For the records that follow, please set down exactly the lines between the one holding "an evicted address." and the one holding "pub fn contains(&self, addr: u64)", inclusive, and only those.
THE INPUT Block Start
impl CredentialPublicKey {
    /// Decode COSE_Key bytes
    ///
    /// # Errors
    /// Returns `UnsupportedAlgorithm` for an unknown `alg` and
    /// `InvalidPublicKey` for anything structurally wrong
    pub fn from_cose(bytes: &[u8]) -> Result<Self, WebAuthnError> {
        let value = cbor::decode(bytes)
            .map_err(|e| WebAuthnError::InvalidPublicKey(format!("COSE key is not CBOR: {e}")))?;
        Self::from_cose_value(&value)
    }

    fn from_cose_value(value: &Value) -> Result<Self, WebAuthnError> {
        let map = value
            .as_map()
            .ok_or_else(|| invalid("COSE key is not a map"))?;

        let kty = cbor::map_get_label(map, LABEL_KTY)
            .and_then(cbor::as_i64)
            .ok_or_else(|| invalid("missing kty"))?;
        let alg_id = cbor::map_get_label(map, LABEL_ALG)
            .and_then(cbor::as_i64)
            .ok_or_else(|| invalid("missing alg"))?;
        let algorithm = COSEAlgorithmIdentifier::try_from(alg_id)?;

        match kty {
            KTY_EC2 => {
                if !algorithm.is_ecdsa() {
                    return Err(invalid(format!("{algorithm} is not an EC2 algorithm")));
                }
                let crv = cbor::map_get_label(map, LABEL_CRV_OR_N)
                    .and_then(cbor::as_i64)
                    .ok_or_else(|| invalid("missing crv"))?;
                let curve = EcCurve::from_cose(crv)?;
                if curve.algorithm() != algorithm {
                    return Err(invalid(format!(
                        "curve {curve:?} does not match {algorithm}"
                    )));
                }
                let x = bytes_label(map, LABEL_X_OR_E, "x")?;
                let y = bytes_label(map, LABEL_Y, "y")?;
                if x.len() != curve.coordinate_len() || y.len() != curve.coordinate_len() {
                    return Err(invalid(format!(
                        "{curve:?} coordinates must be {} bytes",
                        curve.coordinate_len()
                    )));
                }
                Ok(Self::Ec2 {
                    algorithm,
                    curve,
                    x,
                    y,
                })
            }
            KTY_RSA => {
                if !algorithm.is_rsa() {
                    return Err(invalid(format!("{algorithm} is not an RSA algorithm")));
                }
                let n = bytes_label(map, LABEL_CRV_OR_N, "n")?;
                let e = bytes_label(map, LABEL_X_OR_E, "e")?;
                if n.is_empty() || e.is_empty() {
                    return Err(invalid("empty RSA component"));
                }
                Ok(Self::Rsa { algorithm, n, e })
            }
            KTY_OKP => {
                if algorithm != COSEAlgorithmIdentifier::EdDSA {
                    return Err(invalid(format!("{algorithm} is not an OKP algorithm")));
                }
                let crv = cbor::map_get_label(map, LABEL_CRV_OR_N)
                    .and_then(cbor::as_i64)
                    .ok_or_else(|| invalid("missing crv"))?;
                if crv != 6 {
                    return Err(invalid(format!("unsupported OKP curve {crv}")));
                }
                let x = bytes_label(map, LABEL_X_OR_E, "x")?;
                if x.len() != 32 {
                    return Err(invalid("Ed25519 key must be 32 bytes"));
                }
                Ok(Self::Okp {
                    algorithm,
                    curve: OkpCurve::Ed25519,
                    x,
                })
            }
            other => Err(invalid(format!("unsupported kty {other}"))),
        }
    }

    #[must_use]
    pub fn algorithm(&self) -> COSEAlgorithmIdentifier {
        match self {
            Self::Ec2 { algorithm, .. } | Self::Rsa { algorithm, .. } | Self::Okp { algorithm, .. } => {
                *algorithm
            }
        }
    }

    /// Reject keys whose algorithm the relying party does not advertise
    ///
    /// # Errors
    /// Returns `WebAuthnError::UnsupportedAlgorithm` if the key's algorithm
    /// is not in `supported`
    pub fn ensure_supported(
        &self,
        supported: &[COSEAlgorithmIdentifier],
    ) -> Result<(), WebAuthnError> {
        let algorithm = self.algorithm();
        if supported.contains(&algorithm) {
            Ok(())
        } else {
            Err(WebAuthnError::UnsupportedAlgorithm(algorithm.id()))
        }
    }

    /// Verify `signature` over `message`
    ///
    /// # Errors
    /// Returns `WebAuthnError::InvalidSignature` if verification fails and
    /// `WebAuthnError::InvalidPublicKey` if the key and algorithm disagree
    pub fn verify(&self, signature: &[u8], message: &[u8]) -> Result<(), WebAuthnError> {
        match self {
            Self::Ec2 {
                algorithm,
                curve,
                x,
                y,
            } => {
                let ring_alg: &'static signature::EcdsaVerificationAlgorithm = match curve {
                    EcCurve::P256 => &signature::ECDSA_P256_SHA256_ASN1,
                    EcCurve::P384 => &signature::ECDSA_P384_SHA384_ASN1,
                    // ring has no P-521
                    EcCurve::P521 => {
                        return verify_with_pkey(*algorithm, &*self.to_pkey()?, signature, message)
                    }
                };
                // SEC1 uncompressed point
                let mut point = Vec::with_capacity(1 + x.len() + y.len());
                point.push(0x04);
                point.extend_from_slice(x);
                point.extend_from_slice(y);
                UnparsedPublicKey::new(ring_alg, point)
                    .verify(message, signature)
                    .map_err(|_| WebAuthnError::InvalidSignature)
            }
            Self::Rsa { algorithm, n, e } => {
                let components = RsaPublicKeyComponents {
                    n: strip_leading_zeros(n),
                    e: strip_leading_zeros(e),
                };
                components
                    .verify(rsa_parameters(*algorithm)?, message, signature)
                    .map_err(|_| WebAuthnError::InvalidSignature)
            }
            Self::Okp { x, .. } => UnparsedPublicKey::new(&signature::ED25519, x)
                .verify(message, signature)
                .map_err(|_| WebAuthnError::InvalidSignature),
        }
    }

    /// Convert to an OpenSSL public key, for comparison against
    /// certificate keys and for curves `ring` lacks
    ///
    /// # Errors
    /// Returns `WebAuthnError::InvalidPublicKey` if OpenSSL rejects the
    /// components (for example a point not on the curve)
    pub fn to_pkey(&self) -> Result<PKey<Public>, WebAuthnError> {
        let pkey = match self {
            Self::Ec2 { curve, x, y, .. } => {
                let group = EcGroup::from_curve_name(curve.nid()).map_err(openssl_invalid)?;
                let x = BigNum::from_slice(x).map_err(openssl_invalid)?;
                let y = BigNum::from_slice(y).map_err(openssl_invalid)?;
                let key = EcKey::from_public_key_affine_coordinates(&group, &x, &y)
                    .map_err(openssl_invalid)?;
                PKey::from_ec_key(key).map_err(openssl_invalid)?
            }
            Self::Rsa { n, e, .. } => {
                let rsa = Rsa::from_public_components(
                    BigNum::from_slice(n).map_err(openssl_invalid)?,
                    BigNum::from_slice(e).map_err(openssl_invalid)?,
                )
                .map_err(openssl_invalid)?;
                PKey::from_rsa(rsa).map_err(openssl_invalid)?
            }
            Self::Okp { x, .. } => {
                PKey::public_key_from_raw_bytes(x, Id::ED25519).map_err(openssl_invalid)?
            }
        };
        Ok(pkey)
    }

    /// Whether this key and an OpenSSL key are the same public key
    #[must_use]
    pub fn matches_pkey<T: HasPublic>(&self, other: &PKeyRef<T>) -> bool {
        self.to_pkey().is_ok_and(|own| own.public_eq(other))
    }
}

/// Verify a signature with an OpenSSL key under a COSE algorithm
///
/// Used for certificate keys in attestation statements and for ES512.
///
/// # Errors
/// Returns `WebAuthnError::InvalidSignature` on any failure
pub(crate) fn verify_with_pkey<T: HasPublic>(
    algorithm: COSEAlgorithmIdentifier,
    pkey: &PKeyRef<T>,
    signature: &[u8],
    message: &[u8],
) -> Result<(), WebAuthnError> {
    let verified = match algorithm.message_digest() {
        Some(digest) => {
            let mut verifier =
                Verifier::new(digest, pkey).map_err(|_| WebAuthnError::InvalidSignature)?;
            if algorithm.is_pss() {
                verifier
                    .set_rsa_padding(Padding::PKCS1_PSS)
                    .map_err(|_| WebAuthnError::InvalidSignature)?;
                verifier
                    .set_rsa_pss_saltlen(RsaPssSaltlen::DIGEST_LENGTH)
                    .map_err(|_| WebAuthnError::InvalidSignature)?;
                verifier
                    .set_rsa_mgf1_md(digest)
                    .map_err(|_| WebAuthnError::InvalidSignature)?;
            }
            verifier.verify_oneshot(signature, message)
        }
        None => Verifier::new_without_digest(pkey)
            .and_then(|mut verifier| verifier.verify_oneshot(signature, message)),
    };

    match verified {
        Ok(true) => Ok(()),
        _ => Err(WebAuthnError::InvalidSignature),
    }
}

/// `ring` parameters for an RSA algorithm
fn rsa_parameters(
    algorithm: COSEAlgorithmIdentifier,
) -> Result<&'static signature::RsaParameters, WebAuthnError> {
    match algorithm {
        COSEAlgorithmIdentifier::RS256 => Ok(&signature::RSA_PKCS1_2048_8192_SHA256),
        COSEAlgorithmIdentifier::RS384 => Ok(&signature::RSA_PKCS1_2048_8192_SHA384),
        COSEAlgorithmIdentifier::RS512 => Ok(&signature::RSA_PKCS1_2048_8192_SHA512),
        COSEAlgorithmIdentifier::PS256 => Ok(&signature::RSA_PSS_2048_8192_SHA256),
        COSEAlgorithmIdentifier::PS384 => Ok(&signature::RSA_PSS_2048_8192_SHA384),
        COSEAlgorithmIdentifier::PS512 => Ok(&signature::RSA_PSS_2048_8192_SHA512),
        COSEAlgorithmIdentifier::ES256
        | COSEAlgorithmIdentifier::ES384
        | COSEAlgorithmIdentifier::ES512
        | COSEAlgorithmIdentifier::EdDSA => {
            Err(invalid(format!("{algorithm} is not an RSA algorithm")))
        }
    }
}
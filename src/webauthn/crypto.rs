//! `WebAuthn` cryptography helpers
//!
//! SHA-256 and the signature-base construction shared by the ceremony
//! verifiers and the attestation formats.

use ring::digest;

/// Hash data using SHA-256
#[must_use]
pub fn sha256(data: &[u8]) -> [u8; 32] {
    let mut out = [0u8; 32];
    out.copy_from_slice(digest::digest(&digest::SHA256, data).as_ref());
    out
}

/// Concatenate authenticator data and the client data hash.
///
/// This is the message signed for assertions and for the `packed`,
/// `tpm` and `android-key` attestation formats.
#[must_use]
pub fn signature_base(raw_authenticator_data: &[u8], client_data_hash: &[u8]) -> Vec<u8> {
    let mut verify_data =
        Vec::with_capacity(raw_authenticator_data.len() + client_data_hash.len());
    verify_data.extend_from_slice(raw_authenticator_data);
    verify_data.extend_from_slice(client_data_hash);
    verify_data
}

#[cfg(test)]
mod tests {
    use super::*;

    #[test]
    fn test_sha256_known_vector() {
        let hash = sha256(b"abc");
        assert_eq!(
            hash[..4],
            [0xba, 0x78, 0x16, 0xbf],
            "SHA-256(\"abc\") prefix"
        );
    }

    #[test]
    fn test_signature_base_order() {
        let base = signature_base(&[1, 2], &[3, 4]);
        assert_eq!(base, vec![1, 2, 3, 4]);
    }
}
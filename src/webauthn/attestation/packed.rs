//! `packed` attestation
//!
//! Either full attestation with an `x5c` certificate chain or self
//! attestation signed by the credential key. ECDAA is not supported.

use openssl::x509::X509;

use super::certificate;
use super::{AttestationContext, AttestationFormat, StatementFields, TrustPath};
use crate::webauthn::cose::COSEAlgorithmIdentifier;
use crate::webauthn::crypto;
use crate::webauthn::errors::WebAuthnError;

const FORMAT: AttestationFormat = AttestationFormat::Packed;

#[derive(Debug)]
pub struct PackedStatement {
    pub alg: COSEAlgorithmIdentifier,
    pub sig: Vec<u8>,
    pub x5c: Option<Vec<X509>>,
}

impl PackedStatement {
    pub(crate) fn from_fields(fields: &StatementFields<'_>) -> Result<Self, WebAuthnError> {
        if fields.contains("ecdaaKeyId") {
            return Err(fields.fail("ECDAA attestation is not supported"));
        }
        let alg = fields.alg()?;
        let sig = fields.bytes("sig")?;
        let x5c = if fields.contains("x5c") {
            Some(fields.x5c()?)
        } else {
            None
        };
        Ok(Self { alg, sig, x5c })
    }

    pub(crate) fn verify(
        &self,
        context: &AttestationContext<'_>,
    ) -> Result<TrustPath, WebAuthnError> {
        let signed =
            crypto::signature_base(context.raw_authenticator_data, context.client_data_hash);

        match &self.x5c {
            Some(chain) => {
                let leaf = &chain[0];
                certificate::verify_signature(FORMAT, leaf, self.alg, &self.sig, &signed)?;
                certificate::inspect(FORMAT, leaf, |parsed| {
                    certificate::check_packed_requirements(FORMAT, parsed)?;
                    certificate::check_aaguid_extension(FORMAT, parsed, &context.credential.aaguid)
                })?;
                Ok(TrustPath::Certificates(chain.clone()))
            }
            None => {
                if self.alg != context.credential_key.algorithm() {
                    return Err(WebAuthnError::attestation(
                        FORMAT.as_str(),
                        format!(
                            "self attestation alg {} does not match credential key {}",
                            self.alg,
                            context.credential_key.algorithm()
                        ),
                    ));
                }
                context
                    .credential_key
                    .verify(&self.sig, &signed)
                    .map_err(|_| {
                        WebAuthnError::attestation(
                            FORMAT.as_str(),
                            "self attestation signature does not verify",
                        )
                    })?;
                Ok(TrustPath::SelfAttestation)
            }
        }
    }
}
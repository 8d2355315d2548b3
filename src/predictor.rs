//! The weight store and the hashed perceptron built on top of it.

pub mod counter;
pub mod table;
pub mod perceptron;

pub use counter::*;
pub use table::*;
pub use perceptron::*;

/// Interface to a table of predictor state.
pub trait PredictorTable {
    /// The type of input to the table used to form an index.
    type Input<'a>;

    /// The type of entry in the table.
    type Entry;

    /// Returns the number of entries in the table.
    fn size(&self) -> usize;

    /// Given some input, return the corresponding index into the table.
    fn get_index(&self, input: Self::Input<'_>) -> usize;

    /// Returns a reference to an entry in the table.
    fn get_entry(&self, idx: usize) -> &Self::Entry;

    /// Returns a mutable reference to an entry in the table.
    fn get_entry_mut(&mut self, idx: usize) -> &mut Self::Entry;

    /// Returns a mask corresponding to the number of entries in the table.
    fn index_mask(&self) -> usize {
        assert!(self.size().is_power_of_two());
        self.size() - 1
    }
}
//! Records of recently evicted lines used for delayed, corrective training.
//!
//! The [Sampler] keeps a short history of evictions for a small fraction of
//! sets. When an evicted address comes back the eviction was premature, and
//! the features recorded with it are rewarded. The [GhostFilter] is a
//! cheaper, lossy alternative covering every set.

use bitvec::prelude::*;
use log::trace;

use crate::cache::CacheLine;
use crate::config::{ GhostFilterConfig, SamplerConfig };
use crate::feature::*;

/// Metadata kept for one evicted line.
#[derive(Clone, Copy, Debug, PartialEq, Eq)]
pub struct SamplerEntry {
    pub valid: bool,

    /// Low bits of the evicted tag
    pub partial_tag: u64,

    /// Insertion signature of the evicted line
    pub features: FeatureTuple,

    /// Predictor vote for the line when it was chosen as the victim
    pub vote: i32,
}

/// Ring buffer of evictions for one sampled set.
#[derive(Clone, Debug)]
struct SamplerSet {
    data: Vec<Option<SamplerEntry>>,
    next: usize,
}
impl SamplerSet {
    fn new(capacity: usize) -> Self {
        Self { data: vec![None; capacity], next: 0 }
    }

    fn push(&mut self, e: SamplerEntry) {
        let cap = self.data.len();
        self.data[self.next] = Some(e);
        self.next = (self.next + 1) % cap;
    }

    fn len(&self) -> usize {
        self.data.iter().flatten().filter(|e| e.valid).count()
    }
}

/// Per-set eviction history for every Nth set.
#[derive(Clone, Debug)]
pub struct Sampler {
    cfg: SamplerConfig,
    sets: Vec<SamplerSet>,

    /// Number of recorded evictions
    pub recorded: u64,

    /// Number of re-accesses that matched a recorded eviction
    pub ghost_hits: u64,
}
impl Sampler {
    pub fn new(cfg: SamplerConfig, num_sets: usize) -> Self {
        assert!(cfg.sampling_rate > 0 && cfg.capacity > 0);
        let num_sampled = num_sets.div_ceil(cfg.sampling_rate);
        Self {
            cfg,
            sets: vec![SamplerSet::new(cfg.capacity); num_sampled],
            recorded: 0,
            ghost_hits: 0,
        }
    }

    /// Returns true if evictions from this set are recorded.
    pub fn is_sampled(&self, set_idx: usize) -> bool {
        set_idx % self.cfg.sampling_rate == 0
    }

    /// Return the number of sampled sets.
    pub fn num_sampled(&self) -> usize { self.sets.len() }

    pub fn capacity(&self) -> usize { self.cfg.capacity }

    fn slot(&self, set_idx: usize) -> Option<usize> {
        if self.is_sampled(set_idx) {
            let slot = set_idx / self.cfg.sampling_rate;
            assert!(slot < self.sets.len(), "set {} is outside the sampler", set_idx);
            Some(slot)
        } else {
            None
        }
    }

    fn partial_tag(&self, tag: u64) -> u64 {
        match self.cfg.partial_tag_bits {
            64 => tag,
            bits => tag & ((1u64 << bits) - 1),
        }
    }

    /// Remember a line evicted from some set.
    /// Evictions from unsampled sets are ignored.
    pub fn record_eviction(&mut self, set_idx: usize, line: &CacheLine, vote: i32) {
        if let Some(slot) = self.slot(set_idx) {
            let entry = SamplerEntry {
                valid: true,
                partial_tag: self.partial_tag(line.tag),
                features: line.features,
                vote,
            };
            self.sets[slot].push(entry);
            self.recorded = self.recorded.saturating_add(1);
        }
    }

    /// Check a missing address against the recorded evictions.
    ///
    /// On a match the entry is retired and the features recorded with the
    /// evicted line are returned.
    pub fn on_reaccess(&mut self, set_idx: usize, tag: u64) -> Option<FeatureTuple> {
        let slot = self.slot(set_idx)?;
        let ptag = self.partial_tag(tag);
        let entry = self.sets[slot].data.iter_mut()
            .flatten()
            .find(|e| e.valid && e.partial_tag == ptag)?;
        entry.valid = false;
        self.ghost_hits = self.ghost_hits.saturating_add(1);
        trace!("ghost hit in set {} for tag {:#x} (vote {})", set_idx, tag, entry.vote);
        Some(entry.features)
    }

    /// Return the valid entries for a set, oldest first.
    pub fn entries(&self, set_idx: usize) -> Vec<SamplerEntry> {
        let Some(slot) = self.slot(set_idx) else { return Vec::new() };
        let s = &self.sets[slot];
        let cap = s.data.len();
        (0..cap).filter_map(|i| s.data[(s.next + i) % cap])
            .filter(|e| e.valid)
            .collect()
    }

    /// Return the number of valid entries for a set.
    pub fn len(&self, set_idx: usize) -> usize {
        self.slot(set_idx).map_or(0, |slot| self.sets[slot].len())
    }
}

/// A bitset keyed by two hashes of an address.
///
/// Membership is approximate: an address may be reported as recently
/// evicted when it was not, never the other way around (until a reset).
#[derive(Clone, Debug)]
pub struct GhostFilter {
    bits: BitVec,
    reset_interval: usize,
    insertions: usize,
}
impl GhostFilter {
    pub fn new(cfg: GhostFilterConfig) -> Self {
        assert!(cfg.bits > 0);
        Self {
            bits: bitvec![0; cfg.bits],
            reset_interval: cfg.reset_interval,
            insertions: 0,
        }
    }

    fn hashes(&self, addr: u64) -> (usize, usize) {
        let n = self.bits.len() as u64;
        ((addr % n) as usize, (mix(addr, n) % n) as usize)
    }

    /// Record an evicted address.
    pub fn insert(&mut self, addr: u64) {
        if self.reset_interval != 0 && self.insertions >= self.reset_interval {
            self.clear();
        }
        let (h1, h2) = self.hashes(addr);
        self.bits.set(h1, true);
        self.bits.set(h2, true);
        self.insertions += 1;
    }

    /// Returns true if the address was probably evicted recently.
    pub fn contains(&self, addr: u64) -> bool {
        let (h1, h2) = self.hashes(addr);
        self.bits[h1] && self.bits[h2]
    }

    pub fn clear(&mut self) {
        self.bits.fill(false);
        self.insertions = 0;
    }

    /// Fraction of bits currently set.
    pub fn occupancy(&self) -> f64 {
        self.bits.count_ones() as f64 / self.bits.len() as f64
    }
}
THE INPUT Block End
▶ _SOLUTION FOR THIS EXERCISE_
    /// Record an evicted address.
    pub fn insert(&mut self, addr: u64) {
        if self.reset_interval != 0 && self.insertions >= self.reset_interval {
            self.clear();
        }
        let (h1, h2) = self.hashes(addr);
        self.bits.set(h1, true);
        self.bits.set(h2, true);
        self.insertions += 1;
    }

    /// Returns true if the address was probably evicted recently.
    pub fn contains(&self, addr: u64) -> bool {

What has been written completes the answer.